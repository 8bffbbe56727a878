//! Resolution of a purge URL into concrete per-cache-host requests.

use std::fmt;
use std::str::FromStr;

use reqwest::header::{HOST, HeaderMap, HeaderName, HeaderValue};
use serde::{Deserialize, Serialize};
use tracing::debug;
use url::{Url, form_urlencoded};

use super::config::PurgeConfig;
use super::url::{BAN_REGEX_MARKER, REGEX_MARKER};

pub const PURGE_METHOD_HEADER: &str = "x-purge-method";
pub const BAN_REGEX_HEADER: &str = "x-ban-regex";
const WILDCARD_SUFFIX: &str = ".*";
/// Ban pattern used when the marker carries no expression.
const ANY_PATH: &str = ".*";
const HOSTED_PREFIX: &str = "dp-";
const LOCALHOST: &str = "localhost";

#[derive(Debug, Clone, Copy, PartialEq, Eq, Serialize, Deserialize)]
#[serde(rename_all = "lowercase")]
pub enum Scheme {
    Http,
    Https,
}

impl Scheme {
    pub fn as_str(self) -> &'static str {
        match self {
            Scheme::Http => "http",
            Scheme::Https => "https",
        }
    }

    /// Managed hosting machines (`dp-*`) only accept purges over HTTPS.
    pub fn for_hostname(hostname: Option<&str>) -> Self {
        match hostname {
            Some(name) if name.starts_with(HOSTED_PREFIX) => Scheme::Https,
            _ => Scheme::Http,
        }
    }
}

impl fmt::Display for Scheme {
    fn fmt(&self, f: &mut fmt::Formatter<'_>) -> fmt::Result {
        f.write_str(self.as_str())
    }
}

impl FromStr for Scheme {
    type Err = String;

    fn from_str(value: &str) -> Result<Self, Self::Err> {
        let trimmed = value.trim().trim_end_matches("://").to_ascii_lowercase();
        match trimmed.as_str() {
            "http" => Ok(Scheme::Http),
            "https" => Ok(Scheme::Https),
            other => Err(format!("unsupported scheme `{other}`; expected http or https")),
        }
    }
}

/// Value of the `X-Purge-Method` header.
#[derive(Debug, Clone, Copy, PartialEq, Eq, Serialize)]
#[serde(rename_all = "kebab-case")]
pub enum PurgeMethod {
    Default,
    Regex,
    BanRegex,
}

impl PurgeMethod {
    pub fn as_str(self) -> &'static str {
        match self {
            PurgeMethod::Default => "default",
            PurgeMethod::Regex => "regex",
            PurgeMethod::BanRegex => "ban-regex",
        }
    }
}

impl fmt::Display for PurgeMethod {
    fn fmt(&self, f: &mut fmt::Formatter<'_>) -> fmt::Result {
        f.write_str(self.as_str())
    }
}

/// One purge request against one cache host.
#[derive(Debug, Clone)]
pub struct PurgeTarget {
    /// URL reported to observers. Equals the input URL unless the cache host
    /// is `localhost`, in which case its host is rewritten to match.
    pub url: String,
    /// URL the request is sent to.
    pub purge_url: String,
    pub cache_host: String,
    pub method: PurgeMethod,
    pub headers: HeaderMap,
}

/// Expands `url` into one [`PurgeTarget`] per configured cache host.
///
/// URLs that fail to parse or carry no host yield no targets.
pub fn resolve_targets(url: &str, config: &PurgeConfig) -> Vec<PurgeTarget> {
    let Ok(parsed) = Url::parse(url) else {
        debug!(url, "Dropping unparsable purge url");
        return Vec::new();
    };
    let Some(host) = parsed.host_str().filter(|host| !host.is_empty()) else {
        debug!(url, "Dropping purge url without host");
        return Vec::new();
    };

    let mut wildcard = false;
    let mut ban_regex: Option<String> = None;
    let mut preserved = Vec::new();
    for (name, value) in parsed.query_pairs() {
        match name.as_ref() {
            REGEX_MARKER => wildcard = true,
            BAN_REGEX_MARKER if value.is_empty() => ban_regex = Some(ANY_PATH.to_string()),
            BAN_REGEX_MARKER => ban_regex = Some(value.into_owned()),
            _ => preserved.push((name.into_owned(), value.into_owned())),
        }
    }

    // A ban regex wins over a wildcard marker on the same URL.
    let (method, suffix) = match (&ban_regex, wildcard) {
        (Some(_), _) => (PurgeMethod::BanRegex, ""),
        (None, true) => (PurgeMethod::Regex, WILDCARD_SUFFIX),
        (None, false) => (PurgeMethod::Default, ""),
    };

    let host_header = match parsed.port() {
        Some(port) => format!("{host}:{port}"),
        None => host.to_string(),
    };
    let Ok(host_value) = HeaderValue::from_str(&host_header) else {
        debug!(url, "Dropping purge url with unencodable host");
        return Vec::new();
    };

    let mut headers = HeaderMap::new();
    headers.insert(HOST, host_value);
    headers.insert(
        HeaderName::from_static(PURGE_METHOD_HEADER),
        HeaderValue::from_static(method.as_str()),
    );
    if let Some(regex) = &ban_regex {
        match HeaderValue::from_str(regex) {
            Ok(value) => {
                headers.insert(HeaderName::from_static(BAN_REGEX_HEADER), value);
            }
            Err(_) => {
                debug!(url, "Dropping purge url with unencodable ban regex");
                return Vec::new();
            }
        }
    }

    let query = (!preserved.is_empty()).then(|| {
        form_urlencoded::Serializer::new(String::new())
            .extend_pairs(&preserved)
            .finish()
    });

    let scheme = config.scheme();
    let cache_hosts: Vec<&str> = if config.cache_hosts.is_empty() {
        vec![host]
    } else {
        config.cache_hosts.iter().map(String::as_str).collect()
    };

    cache_hosts
        .into_iter()
        .map(|cache_host| {
            let mut purge_url = format!("{scheme}://{cache_host}{}{suffix}", parsed.path());
            if let Some(query) = &query {
                purge_url.push('?');
                purge_url.push_str(query);
            }

            PurgeTarget {
                url: reported_url(url, &parsed, cache_host),
                purge_url,
                cache_host: cache_host.to_string(),
                method,
                headers: headers.clone(),
            }
        })
        .collect()
}

fn reported_url(url: &str, parsed: &Url, cache_host: &str) -> String {
    if cache_host != LOCALHOST {
        return url.to_string();
    }
    let mut local = parsed.clone();
    match local.set_host(Some(LOCALHOST)) {
        Ok(()) => local.into(),
        Err(_) => url.to_string(),
    }
}

#[cfg(test)]
mod tests {
    use super::*;

    fn config(hosts: &[&str]) -> PurgeConfig {
        PurgeConfig {
            cache_hosts: hosts.iter().map(|host| host.to_string()).collect(),
            ..Default::default()
        }
    }

    fn header<'a>(target: &'a PurgeTarget, name: &str) -> Option<&'a str> {
        target.headers.get(name).and_then(|value| value.to_str().ok())
    }

    #[test]
    fn plain_url_uses_own_host_without_cache_hosts() {
        let targets = resolve_targets("https://a.test/hello/", &config(&[]));
        assert_eq!(targets.len(), 1);
        let target = &targets[0];
        assert_eq!(target.purge_url, "http://a.test/hello/");
        assert_eq!(target.method, PurgeMethod::Default);
        assert_eq!(header(target, "host"), Some("a.test"));
        assert_eq!(header(target, PURGE_METHOD_HEADER), Some("default"));
        assert!(target.headers.get(BAN_REGEX_HEADER).is_none());
    }

    #[test]
    fn fans_out_to_every_cache_host() {
        let targets = resolve_targets("https://a.test/hello/", &config(&["10.0.0.1", "10.0.0.2:6081"]));
        assert_eq!(targets.len(), 2);
        assert_eq!(targets[0].purge_url, "http://10.0.0.1/hello/");
        assert_eq!(targets[1].purge_url, "http://10.0.0.2:6081/hello/");
        for target in &targets {
            assert_eq!(header(target, "host"), Some("a.test"));
            assert_eq!(target.method, PurgeMethod::Default);
            assert_eq!(target.url, "https://a.test/hello/");
        }
    }

    #[test]
    fn wildcard_marker_appends_suffix() {
        let targets = resolve_targets("https://a.test/?vhp-regex", &config(&["10.0.0.1"]));
        assert_eq!(targets[0].purge_url, "http://10.0.0.1/.*");
        assert_eq!(targets[0].method, PurgeMethod::Regex);
        assert_eq!(header(&targets[0], PURGE_METHOD_HEADER), Some("regex"));
    }

    #[test]
    fn ban_marker_sets_ban_header() {
        let url = "https://a.test/wp-json/wp/v2/posts/?vhp-ban-regex=%5E%2Fwp-json%2Fwp%2Fv2%2Fposts%24";
        let targets = resolve_targets(url, &config(&["10.0.0.1"]));
        let target = &targets[0];
        assert_eq!(target.purge_url, "http://10.0.0.1/wp-json/wp/v2/posts/");
        assert_eq!(target.method, PurgeMethod::BanRegex);
        assert_eq!(header(target, PURGE_METHOD_HEADER), Some("ban-regex"));
        assert_eq!(header(target, BAN_REGEX_HEADER), Some("^/wp-json/wp/v2/posts$"));
    }

    #[test]
    fn empty_ban_marker_bans_every_path() {
        let targets = resolve_targets("https://a.test/x/?vhp-ban-regex=", &config(&["10.0.0.1"]));
        let target = &targets[0];
        assert_eq!(target.method, PurgeMethod::BanRegex);
        assert_eq!(header(target, BAN_REGEX_HEADER), Some(".*"));
        assert_eq!(target.purge_url, "http://10.0.0.1/x/");

        let bare = resolve_targets("https://a.test/x/?vhp-ban-regex", &config(&[]));
        assert_eq!(header(&bare[0], BAN_REGEX_HEADER), Some(".*"));
    }

    #[test]
    fn ban_marker_wins_over_regex_marker() {
        let targets = resolve_targets("https://a.test/x/?vhp-regex&vhp-ban-regex=%5E%2Fx", &config(&[]));
        assert_eq!(targets[0].method, PurgeMethod::BanRegex);
        assert_eq!(targets[0].purge_url, "http://a.test/x/");
    }

    #[test]
    fn ordinary_query_pairs_are_preserved() {
        let targets = resolve_targets("https://a.test/list/?page=2&vhp-regex", &config(&["c.test"]));
        assert_eq!(targets[0].purge_url, "http://c.test/list/.*?page=2");
    }

    #[test]
    fn explicit_port_is_kept_in_host_header() {
        let targets = resolve_targets("http://a.test:8080/x/", &config(&["10.0.0.1"]));
        assert_eq!(header(&targets[0], "host"), Some("a.test:8080"));
    }

    #[test]
    fn localhost_cache_host_rewrites_reported_url() {
        let targets = resolve_targets("https://a.test/x/", &config(&["localhost"]));
        assert_eq!(targets[0].url, "https://localhost/x/");
        assert_eq!(header(&targets[0], "host"), Some("a.test"));
    }

    #[test]
    fn forced_scheme_applies_to_every_target() {
        let config = PurgeConfig {
            schema: Some(Scheme::Https),
            cache_hosts: vec!["10.0.0.1".into()],
            ..Default::default()
        };
        let targets = resolve_targets("http://a.test/", &config);
        assert_eq!(targets[0].purge_url, "https://10.0.0.1/");
    }

    #[test]
    fn malformed_urls_yield_no_targets() {
        assert!(resolve_targets("not a url", &config(&["10.0.0.1"])).is_empty());
        assert!(resolve_targets("mailto:someone@a.test", &config(&[])).is_empty());
    }

    #[test]
    fn scheme_parses_with_or_without_separator() {
        assert_eq!("https://".parse::<Scheme>(), Ok(Scheme::Https));
        assert_eq!("HTTP".parse::<Scheme>(), Ok(Scheme::Http));
        assert!("ftp".parse::<Scheme>().is_err());
    }
}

————————

## Exercise
Send back an exact copy of only the lines from the line with "use std::fmt;" up to and including the line with "pub const PURGE_METHOD_HEADER: &str" in the data above.

## Reply
use std::fmt;
use std::str::FromStr;

use reqwest::header::{HOST, HeaderMap, HeaderName, HeaderValue};
use serde::{Deserialize, Serialize};
use tracing::debug;
use url::{Url, form_urlencoded};

use super::config::PurgeConfig;
use super::url::{BAN_REGEX_MARKER, REGEX_MARKER};

pub const PURGE_METHOD_HEADER: &str = "x-purge-method";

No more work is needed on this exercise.